We finally found a boat at the main square in Jersey City. He jumped out and went off, ran off, to board the boat, to fight a fire in which we suspected that many had already been killed. We had just heard on the radio that many firefighters and policemen had very likely died in the collapse of the buildings.
He didn't come back that night. One of us watched his car the next day, and the next. We pledged to keep watching the red Jeep and trusting that he would return. Happily, this firefighter survived, and came back many days later for his jeep. But hundreds of other firefighters died.
This firefighter's story is important to me. It shows the dedication that so many Americans had to help others in this disaster. They thought of little else. Now, since the event, we are debating every policy. What to do about terrorism? No one agrees completely. We are just thankful we have the freedom to debate policy freely, endlessly. History will judge whether we do the right thing this year and the next.

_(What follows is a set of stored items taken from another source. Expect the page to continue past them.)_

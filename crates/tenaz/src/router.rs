//! Role-Scoped Table Router
//!
//! Finds the table that belongs to a logical category on pages that render
//! zero, one or several segmented tables depending on the user's
//! permissions.
//!
//! Strategy:
//!
//! 1. Wait until any table-like structure has rendered
//! 2. Find the category's section marker (heading by default)
//! 3. Search the marker's parent, then grandparent, for the first table that
//!    follows the marker in document order
//! 4. Otherwise fall back to the first table on the page and flag the handle
//!    as a fallback resolution
//!
//! A fallback is never an error; callers in strict contexts assert on
//! [`TableHandle::fallback`].

use crate::config::EngineConfig;
use crate::locator::{Candidate, LocatorSpec, TextMatch};
use crate::page::{ElementRef, RemotePage};
use crate::resolver::{self, Actionability};
use crate::result::{TenazError, TenazResult};
use crate::wait::{wait_for_condition, WaitCondition};
use std::collections::BTreeMap;
use tracing::{debug, warn};

/// A resolved table for one category.
///
/// Re-resolve rather than keep: the app can rebuild the table between calls.
#[derive(Debug, Clone, PartialEq, Eq)]
pub struct TableHandle {
    /// Category requested
    pub category: String,
    /// Table root element
    pub root: ElementRef,
    /// Data rows in document order
    pub rows: Vec<ElementRef>,
    /// Column header cells in document order
    pub headers: Vec<ElementRef>,
    /// Whether the table was found only via the first-table fallback
    pub fallback: bool,
    /// Marker candidate that located the section, if any
    pub marker: Option<String>,
}

impl TableHandle {
    /// Whether the result is a lower-confidence fallback
    #[must_use]
    pub const fn is_fallback(&self) -> bool {
        self.fallback
    }

    /// Normalized header texts
    pub async fn header_texts<P: RemotePage + ?Sized>(&self, page: &P) -> TenazResult<Vec<String>> {
        let mut out = Vec::with_capacity(self.headers.len());
        for header in &self.headers {
            out.push(crate::locator::normalize_whitespace(&page.text(header).await?));
        }
        Ok(out)
    }
}

/// Routes categories to tables
#[derive(Debug, Clone)]
pub struct TableRouter {
    routes: BTreeMap<String, Vec<Candidate>>,
    table: Candidate,
    row: Candidate,
    data_cell: Candidate,
    header: Candidate,
}

impl Default for TableRouter {
    fn default() -> Self {
        Self::new()
    }
}

impl TableRouter {
    /// Router with default table, row and header shapes
    #[must_use]
    pub fn new() -> Self {
        Self {
            routes: BTreeMap::new(),
            table: Candidate::css("table, [role=table], [role=grid]"),
            row: Candidate::css("tr, [role=row]"),
            data_cell: Candidate::css("td, [role=cell], [role=gridcell]"),
            header: Candidate::css("th, [role=columnheader]"),
        }
    }

    /// Register section markers for a category, most specific first
    #[must_use]
    pub fn route(mut self, category: impl Into<String>, markers: Vec<Candidate>) -> Self {
        let _ = self.routes.insert(category.into(), markers);
        self
    }

    /// Override the table shape
    #[must_use]
    pub fn with_table(mut self, table: Candidate) -> Self {
        self.table = table;
        self
    }

    /// Override the row shape
    #[must_use]
    pub fn with_rows(mut self, row: Candidate) -> Self {
        self.row = row;
        self
    }

    /// Override the header shape
    #[must_use]
    pub fn with_headers(mut self, header: Candidate) -> Self {
        self.header = header;
        self
    }

    /// Markers for a category: registered ones, else a heading naming it
    #[must_use]
    pub fn markers_for(&self, category: &str) -> Vec<Candidate> {
        self.routes.get(category).cloned().unwrap_or_else(|| {
            vec![Candidate::role_named("heading", TextMatch::contains(category))]
        })
    }

    fn any_table(&self) -> LocatorSpec {
        LocatorSpec::new("table", self.table.clone())
    }

    /// Resolve the table for `category`
    pub async fn resolve_table<P: RemotePage + ?Sized>(
        &self,
        page: &P,
        category: &str,
        config: &EngineConfig,
    ) -> TenazResult<TableHandle> {
        let tables = self.any_table();
        let rendered = wait_for_condition(
            page,
            &tables,
            &WaitCondition::Visible,
            &config.table_options(),
        )
        .await;
        if !rendered.success {
            return Err(TenazError::NotFound {
                action: "resolve_table".to_string(),
                target: format!("{category} table"),
                candidates: tables.describe_candidates(),
                attempts: rendered.attempts,
            });
        }

        if let Some((root, marker)) = self.near_marker(page, category).await? {
            debug!(category, %root, %marker, "table resolved via section marker");
            return self.handle(page, category, root, false, Some(marker)).await;
        }

        let first = resolver::resolve_once(page, &tables, Actionability::Visible)
            .await
            .map(|r| r.element)
            .ok_or_else(|| TenazError::NotFound {
                action: "resolve_table".to_string(),
                target: format!("{category} table"),
                candidates: tables.describe_candidates(),
                attempts: 1,
            })?;
        warn!(category, table = %first, "no section for category, using first table on page");
        self.handle(page, category, first, true, None).await
    }

    async fn near_marker<P: RemotePage + ?Sized>(
        &self,
        page: &P,
        category: &str,
    ) -> TenazResult<Option<(ElementRef, String)>> {
        for candidate in self.markers_for(category) {
            let spec = LocatorSpec::new(format!("{category} section"), candidate.clone());
            let Some(marker) = resolver::resolve_once(page, &spec, Actionability::Visible).await
            else {
                continue;
            };
            let parent = page.parent(&marker.element).await?;
            let grandparent = match &parent {
                Some(p) => page.parent(p).await?,
                None => None,
            };
            for scope in [parent, grandparent].into_iter().flatten() {
                if let Some(table) = self.following_table(page, &scope, &marker.element).await? {
                    return Ok(Some((table, candidate.to_string())));
                }
            }
            debug!(category, %candidate, "marker found but no table follows it");
        }
        Ok(None)
    }

    async fn following_table<P: RemotePage + ?Sized>(
        &self,
        page: &P,
        scope: &ElementRef,
        marker: &ElementRef,
    ) -> TenazResult<Option<ElementRef>> {
        for table in page.query_all(&self.table, Some(scope)).await? {
            if page.follows(&table, marker).await? && page.state(&table).await?.is_actionable(false)
            {
                return Ok(Some(table));
            }
        }
        Ok(None)
    }

    async fn handle<P: RemotePage + ?Sized>(
        &self,
        page: &P,
        category: &str,
        root: ElementRef,
        fallback: bool,
        marker: Option<String>,
    ) -> TenazResult<TableHandle> {
        let mut rows = Vec::new();
        for row in page.query_all(&self.row, Some(&root)).await? {
            if !page.query_all(&self.data_cell, Some(&row)).await?.is_empty() {
                rows.push(row);
            }
        }
        let headers = page.query_all(&self.header, Some(&root)).await?;
        Ok(TableHandle {
            category: category.to_string(),
            root,
            rows,
            headers,
            fallback,
            marker,
        })
    }
}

What is important, I think, is that we protect our values and our individual freedom to think and debate. That is what I will be thinking about on Sept. 11, at 10:29 am as we have a moment of silence.
Ford Burkhart (New York Times International News Editor), New York
Written for the Chongching Journal, a newspaper in Southwest China.
The following two submissions are from Ray Lindstrom.
This is "that" story for the grand kids.
It's Feb/March of 1962 and I'm in my 3rd year of my enlistment in the Navy. I'm attached to a heavy attack bomber squadron in Sanford, FL. The squadron is assigned to a brand spankin new USS Enterprise CVAN 65. We went on board to make the shake down cruise with her. This is putting the ship, crew, and the squadrons through sea trials.
Our squadron was also breaking in a new plane to the fleet. The A5A Vigilante, built strictly to carry a nuke and, more than likely, a one way trip. We were the first squadron on the East coast to get these planes. When we got down to Guantanamo Bay, four of us were offloaded and sent ashore. I was one of those four. In the event one of our planes had to land ashore rather than onboard ship, somebody would be there to service it.
Air operations didn't take place every day. We had days of nothing to do, I spent a lot of time just noseying around the base. While doing that, I learned I could sign up to go out with the Marine Sergeant of the Guard when he made his rounds. So, I went over and signed up.
When the day comes, we go out. If you saw the movie "A Few Good Men," that's the road we used. It was interesting and funny, on the other side of the fence were the Cuban soldiers watching us watch them. There were tall watch towers spaced about a half mile apart all along the road. At each tower there was a Marine sentry. The Sergeant would stop, chat for awhile and then we'd move on to the next tower. We get to one tower where there are several Marines on the ground and one up on the tower. The Marine up in the tower is looking at something on the Cuban side through his binoculars and reporting down to the Marines on the ground. The Sergeant gets out of the jeep and joins the guys on the ground. Since I'm not one of them, I'm kind of left out of the picture. So I climb up the ladder to join the guy up there.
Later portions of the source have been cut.